3. Повышен только макропролактин, а мономерный пролактин в норме + есть симптомы – ищем другие причины нарушений/бесплодия. Нашли – прекрасно, лечим их. Не нашли – что делать??? В этих случаях показано либо наблюдение, либо назначение агонистов дофамина для снижения пролактина, так как других причин бесплодия не находится, а беременность нужна. Например, можно предположить, что периодически из этого комплекса пролактина с антителами высвобождается активный пролактин и не дает женщине забеременеть.
c. Гиперандрогения: как заподозрить, выявить, лечить
Как снизить тестостерон?
Часто сталкиваюсь с ситуацией: акне, выпадают волосы – это вам к эндокринологу, снижайте тестостерон. Как всегда, меня такие вопросы и заявления ставят в тупик. И как всегда, приходится начинать сначала, с объяснения, что «повышенный тестостерон» (впрочем, как и другие повышенные/пониженные значения гормонов в каких-либо биологических средах) – это не диагноз. Мы не снижаем/повышаем цифры на бланках анализов, мы обследуем, ставим диагноз и уж затем определяем тактику лечения.
И в этой главе, в контексте «повышенного тестостерона» поговорим с вами немножко об андрогенах в принципе и о том, откуда может браться их избыток.
Гиперандрогения (ГА) – это повышение уровня мужских половых гормонов – андрогенов – в крови у женщин.
Синдром гиперандрогении – комплекс клинических проявлений ГА, который включает в себя косметические, гинекологические и метаболические нарушения, обусловленные избытком андрогенов в организме женщины.
ГА – достаточно распространенная проблема, поэтому тема эта очень актуальна как для врачей различных специальностей, так и для женщин в целом.

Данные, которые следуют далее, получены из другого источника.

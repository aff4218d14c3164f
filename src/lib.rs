//! Client library for the Stash media server's GraphQL API.
//!
//! Two pieces do the real work: [`FragmentRegistry`] expands queries into
//! self-contained documents by resolving fragment spreads, and
//! [`matcher`] decides whether a free-text name refers to an
//! already-known catalog entity. [`StashClient`] wires both into typed
//! operations for tags, performers, studios, movies, scenes, galleries,
//! and scrapers.

pub mod client;
pub mod connection;
pub mod error;
pub mod fragments;
pub mod log;
pub mod matcher;
pub mod scrapers;
pub mod types;

mod find;
mod scenes;

pub use client::StashClient;
pub use connection::{ConnectionConfig, config_path, save_to_file};
pub use error::StashError;
pub use fragments::FragmentRegistry;
pub use matcher::{AliasMode, MatchOutcome, NamedEntity};
pub use scrapers::ScrapeKind;
pub use types::{
    FindFilter, Gallery, Movie, Performer, PhashDistance, Scene, ScrapedGallery, ScrapedMovie,
    ScrapedPerformer, ScrapedScene, ScrapedStudio, ScrapedTag, Studio, Tag,
};
/// Errors that can occur while talking to a Stash server.
#[derive(Debug, thiserror::Error)]
pub enum StashError {
    #[error("HTTP request failed: {0}")]
    Http(#[from] reqwest::Error),

    #[error("JSON parsing error: {0}")]
    Json(#[from] serde_json::Error),

    #[error("GraphQL fragment \"{0}\" is not defined in the query or the registry")]
    UndefinedFragment(String),

    #[error("Unauthorized (HTTP 401): session cookie or API key rejected")]
    Unauthorized,

    #[error("Could not connect to Stash at {url}: {message}")]
    Connection { url: String, message: String },

    #[error("Server error (HTTP {status}): {message}")]
    Server { status: u16, message: String },

    #[error("GraphQL query returned no data: {}", .messages.join("; "))]
    GraphQl { messages: Vec<String> },

    #[error("Configuration error: {0}")]
    Config(String),
}
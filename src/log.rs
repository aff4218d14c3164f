//! Stash plugin log encoding.
//!
//! Plugins transmit log messages to the host over stderr; each line carries
//! a prefix of SOH, a level character (t, d, i, w, e — or p for progress),
//! and STX. This module provides that encoding as a backend for the `log`
//! facade, so library code logs through the usual macros and a plugin
//! installs [`init`] at startup.

use std::io::Write;

use log::{Level, LevelFilter, Metadata, Record};
use once_cell::sync::Lazy;
use regex::Regex;

/// Inline base64 image payloads are useless in logs and can be enormous.
static BASE64_RE: Lazy<Regex> = Lazy::new(|| Regex::new(r"data:image.+?;base64.+?'").unwrap());

/// Logger that encodes records with the plugin line protocol.
pub struct PluginLogger {
    level: LevelFilter,
}

impl PluginLogger {
    pub fn new(level: LevelFilter) -> Self {
        Self { level }
    }
}

impl log::Log for PluginLogger {
    fn enabled(&self, metadata: &Metadata) -> bool {
        metadata.level() <= self.level
    }

    fn log(&self, record: &Record) {
        if !self.enabled(record.metadata()) {
            return;
        }
        emit(level_char(record.level()), &record.args().to_string());
    }

    fn flush(&self) {}
}

/// Install the plugin logger as the global `log` backend at debug level.
pub fn init() -> Result<(), log::SetLoggerError> {
    init_with_level(LevelFilter::Debug)
}

/// Install the plugin logger with an explicit maximum level.
pub fn init_with_level(level: LevelFilter) -> Result<(), log::SetLoggerError> {
    log::set_boxed_logger(Box::new(PluginLogger::new(level)))?;
    log::set_max_level(level);
    Ok(())
}

/// Report task progress to the host, clamped to [0, 1].
pub fn progress(p: f64) {
    let p = p.clamp(0.0, 1.0);
    emit('p', &p.to_string());
}

fn level_char(level: Level) -> char {
    match level {
        Level::Trace => 't',
        Level::Debug => 'd',
        Level::Info => 'i',
        Level::Warn => 'w',
        Level::Error => 'e',
    }
}

/// Write one prefixed stderr line per message line and flush.
fn emit(level_char: char, message: &str) {
    let message = sanitize(message);
    let mut stderr = std::io::stderr().lock();
    for line in message.split('\n') {
        let _ = writeln!(stderr, "\x01{level_char}\x02 {line}");
    }
    let _ = stderr.flush();
}

fn sanitize(message: &str) -> String {
    BASE64_RE.replace_all(message, "[...]").into_owned()
}

#[cfg(test)]
mod tests {
    use super::*;

    #[test]
    fn test_level_chars() {
        assert_eq!(level_char(Level::Trace), 't');
        assert_eq!(level_char(Level::Debug), 'd');
        assert_eq!(level_char(Level::Info), 'i');
        assert_eq!(level_char(Level::Warn), 'w');
        assert_eq!(level_char(Level::Error), 'e');
    }

    #[test]
    fn test_base64_payload_is_truncated() {
        let message = "cover: 'data:image/png;base64,iVBORw0KGgoAAAANS' done";
        assert_eq!(sanitize(message), "cover: '[...] done");
    }

    #[test]
    fn test_plain_messages_pass_through() {
        let message = "matched \"Anna Lee\" to \"Anna Lee\" (12) using alias";
        assert_eq!(sanitize(message), message);
    }
}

Начнем с теории. Андрогены – стероидные гормоны, синтезирующиеся из холестерина и обладающие андрогенной и анаболической активностью. У женщин источники продукции андрогенов – это сетчатая зона коры надпочечников и тека-клетки яичников.
Яичники вырабатывают 25 % циркулирующего тестостерона (стимулятор – лютеинизирующий гормон, ЛГ), а также 50 % андростендиона и 20 % ДГЭА.
Надпочечники производят 80 % ДГЭА и 100 % ДГЭА-сульфата, а также 50 % андростендиона и 25 % циркулирующего тестостерона.
ДГЭА-С и 11-андростендион не секретируются яичниками и, следовательно, используются в качестве маркеров секреции андрогенов надпочечниками. Адренокортикотропный гормон (АКТГ) регулирует надпочечниковую секрецию андрогенов, кроме того, пролактин и эстрогены могут влиять на выработку андрогенов в надпочечниках.
Важно понимать, что обмен андрогенов не ограничивается их образованием в надпочечниках и яичниках. Важные периферические источники андрогенов – это кожа, жировая ткань, мышцы, печень и мочеполовая система. Например, андростендион и ДГЭА в коже превращаются в тестостерон.
В крови 80 % тестостерона специфически связано с белком плазмы крови – «глобулин, связывающий половые гормоны» (ГСПГ, SHGB). Причем связь эта настолько прочная, что связанный тестостерон абсолютно неактивен, так как недоступен тканям. Соответственно, андрогенный потенциал главным образом зависит от уровня свободного, то есть несвязанного тестостерона.
Поэтому при ↑ГСПГ «андрогенность» снижается, а при ↓ГСПГ, наоборот, повышается.